Physician Suicide 101: Secrets, Lies & Solutions by Dr. Pamela Wible, M.D., will hopefully serve as a stepping-stone to start discussing the elephant in the room; Physician Health Programs (PHPs) and their relationship to physician suicide.
The current state-of-affairs in these once benevolent programs that served a dual purpose of helping and protecting the public from “impaired” physicians is one of unrestrained managerial authority and absolute power with no meaningful oversight, regulation or accountability.
Moreover, the authority bestowed on this group is both illegitimate and irrational. The Federation of State Physician Health Programs is composed of American Society of Addiction Medicine “specialists” in “Addiction Medicine.”

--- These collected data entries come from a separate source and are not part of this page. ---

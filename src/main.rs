// Módulos de la aplicación
mod api;
mod app_state;
mod chat;
mod config;
mod consolidation;
mod error;
mod export;
mod extract;
mod history;
mod llm;
mod models;
mod pdf;
mod pipeline;
mod storage;
mod workspace;

use crate::{
    app_state::AppState, extract::PdfTextExtractor, llm::LlmManager, storage::FileKvStore,
    workspace::Workspace,
};
use anyhow::{Context, Result};
use axum::Router;
use std::sync::{Arc, Mutex};
use tokio::sync::oneshot;
use tower_http::{
    cors::{Any, CorsLayer},
    services::ServeDir,
};
use tracing::info;
use tracing_subscriber::EnvFilter;

#[tokio::main]
async fn main() -> Result<()> {
    // 1. Cargar .env e inicializar logging
    dotenvy::dotenv().ok();
    tracing_subscriber::fmt()
        .with_env_filter(EnvFilter::from_default_env())
        .init();

    // 2. Cargar configuración
    let cfg = config::AppConfig::from_env().context("Error al cargar la configuración")?;

    // 3. Abrir el almacenamiento local y cargar el historial
    let kv = FileKvStore::open(&cfg.data_dir).context("Error abriendo el directorio de datos")?;
    info!("Almacenamiento local en {}", kv.root().display());

    // 4. Inicializar gestor de LLMs y el contexto de trabajo
    let llm_manager = LlmManager::from_config(&cfg);
    info!(
        "Modelos: {:?} análisis={} estrategia={}",
        cfg.llm_provider, cfg.llm_analysis_model, cfg.llm_strategy_model
    );
    let workspace = Arc::new(Workspace::new(
        Arc::new(kv),
        Arc::new(llm_manager),
        Arc::new(PdfTextExtractor),
    ));
    // El timestamp persistido no trae el análisis: si el historial está
    // completo se vuelve a pedir al arrancar.
    workspace.spawn_consolidation();

    // Crear canal para la señal de apagado.
    let (shutdown_tx, shutdown_rx) = oneshot::channel();

    // 5. Crear estado compartido de la aplicación
    let app_state = AppState {
        config: cfg.clone(),
        workspace,
        shutdown_sender: Arc::new(Mutex::new(Some(shutdown_tx))),
    };

    // 6. Configurar el router de la API y el servicio de ficheros estáticos
    let app = Router::new()
        .merge(api::create_router(app_state.clone()))
        .fallback_service(ServeDir::new(&cfg.frontend_dir))
        .layer(
            CorsLayer::new()
                .allow_origin(Any)
                .allow_methods(Any)
                .allow_headers(Any),
        );

    // 7. Iniciar el servidor
    let server_addr = &app_state.config.server_addr;
    let listener = tokio::net::TcpListener::bind(server_addr)
        .await
        .with_context(|| format!("No se pudo escuchar en {server_addr}"))?;
    let server_url = format!("http://{}", server_addr);
    info!("🚀 Servidor escuchando en {}", &server_url);

    // Abrir el frontend en el navegador por defecto
    if cfg.open_browser && webbrowser::open(&server_url).is_err() {
        info!("No se pudo abrir el navegador. Por favor, accede a {} manualmente.", server_url);
    }

    // Configurar el apagado ordenado.
    axum::serve(listener, app)
        .with_graceful_shutdown(async {
            shutdown_rx.await.ok();
            info!("Señal de apagado recibida, iniciando cierre del servidor.");
        })
        .await
        .context("Error en el servidor HTTP")?;

    info!("✅ Servidor cerrado correctamente.");
    Ok(())
}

The ASAM is not even recognized by the American Board of Medical Specialties as a bona fide specialty. It is a Self-Designated-Medical-Specialty; an AMA term used to keep track of what any group of doctors is calling themselves.

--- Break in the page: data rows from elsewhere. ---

//! Slots de almacenamiento clave-valor.
//!
//! Cada slot guarda un único valor de texto. `FileKvStore` escribe un fichero
//! por slot dentro del directorio de datos; `MemoryKvStore` se usa en tests.

use std::{
    fs,
    path::{Path, PathBuf},
};
#[cfg(test)]
use std::{
    collections::HashMap,
    sync::{Mutex, PoisonError},
};

use tracing::debug;

use crate::error::{AppError, AppResult};

/// Slot con la lista de historial serializada en JSON.
pub const HISTORY_KEY: &str = "pdf_analyzer_history";
/// Slot con el timestamp de los reportes usados en el último análisis consolidado.
pub const CONSOLIDATION_TIMESTAMP_KEY: &str = "consolidated_analysis_timestamp";

pub trait KvStore: Send + Sync {
    fn get(&self, key: &str) -> AppResult<Option<String>>;
    fn set(&self, key: &str, value: &str) -> AppResult<()>;
    fn remove(&self, key: &str) -> AppResult<()>;
}

#[derive(Debug, Clone)]
pub struct FileKvStore {
    root: PathBuf,
}

impl FileKvStore {
    /// Abre (creándolo si hace falta) el directorio de datos.
    pub fn open(root: impl Into<PathBuf>) -> AppResult<Self> {
        let root = root.into();
        fs::create_dir_all(&root).map_err(|e| {
            AppError::Persistence(format!("no se pudo crear {}: {e}", root.display()))
        })?;
        Ok(Self { root })
    }

    pub fn root(&self) -> &Path {
        &self.root
    }

    fn slot_path(&self, key: &str) -> PathBuf {
        self.root.join(format!("{key}.json"))
    }
}

impl KvStore for FileKvStore {
    fn get(&self, key: &str) -> AppResult<Option<String>> {
        let path = self.slot_path(key);
        match fs::read_to_string(&path) {
            Ok(content) => Ok(Some(content)),
            Err(e) if e.kind() == std::io::ErrorKind::NotFound => Ok(None),
            Err(e) => Err(AppError::Persistence(format!(
                "no se pudo leer {}: {e}",
                path.display()
            ))),
        }
    }

    fn set(&self, key: &str, value: &str) -> AppResult<()> {
        let path = self.slot_path(key);
        let tmp = path.with_extension("json.tmp");
        fs::write(&tmp, value)
            .and_then(|_| fs::rename(&tmp, &path))
            .map_err(|e| {
                AppError::Persistence(format!("no se pudo escribir {}: {e}", path.display()))
            })?;
        debug!("Slot '{key}' guardado ({} bytes)", value.len());
        Ok(())
    }

    fn remove(&self, key: &str) -> AppResult<()> {
        let path = self.slot_path(key);
        match fs::remove_file(&path) {
            Ok(()) => Ok(()),
            Err(e) if e.kind() == std::io::ErrorKind::NotFound => Ok(()),
            Err(e) => Err(AppError::Persistence(format!(
                "no se pudo borrar {}: {e}",
                path.display()
            ))),
        }
    }
}

#[cfg(test)]
#[derive(Debug, Default)]
pub struct MemoryKvStore {
    slots: Mutex<HashMap<String, String>>,
}

#[cfg(test)]
impl KvStore for MemoryKvStore {
    fn get(&self, key: &str) -> AppResult<Option<String>> {
        let slots = self.slots.lock().unwrap_or_else(PoisonError::into_inner);
        Ok(slots.get(key).cloned())
    }

    fn set(&self, key: &str, value: &str) -> AppResult<()> {
        let mut slots = self.slots.lock().unwrap_or_else(PoisonError::into_inner);
        slots.insert(key.to_string(), value.to_string());
        Ok(())
    }

    fn remove(&self, key: &str) -> AppResult<()> {
        let mut slots = self.slots.lock().unwrap_or_else(PoisonError::into_inner);
        slots.remove(key);
        Ok(())
    }
}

Many of the physicians running these programs had their licenses revoked and got them back by claiming salvation through the good graces of Alcoholics Anonymous and other 12-step methodology. Many have felony convictions. Some have double felonies.
At best we have unqualified zealots. But one major problem I have heard over and over again from physicians forced into these programs is an absolute lack of justice, empathy and even civility by those in charge.
Perhaps the 12-step salvation is just a ruse for some of them; a convenient cloak under which to hide all manner of abuse with impunity and immunity.
These individuals have been granted unrestrained managerial prerogative and absolute power over doctors. They decide not only who to monitor but how that monitoring proceeds in every last detail. Our fates, literally, lie in the hands of this group. No more physicians should die by this system of institutional injustice, bullying and pseudoscience. The conflicts-of-interest are abhorrent and would be incomprehensible in any other venue.
Isn’t it time we take charge? And the solution is fairly simple.
Oversight, regulation, and auditing by OUTSIDE groups. That is how it’s done everywhere else. Why do these guys get a pass? Why would anyone be against procedural fairness and transparency in any situation? These are legitimate questions.
State Medical Societies, Departments of Public Health, the American Medical Association, the American Council on Graduate Medical Education, the Institute of Medicine and other Accreditation and Professional Organizations need to start addressing this.
It is a public heal emergency that is not going away. It needs to be addressed directly and with urgency.
Accountability is without exception. Hopefully this article will succeed in framing certain questions for the medical profession; questions that we all need to think about now before the door closes for good.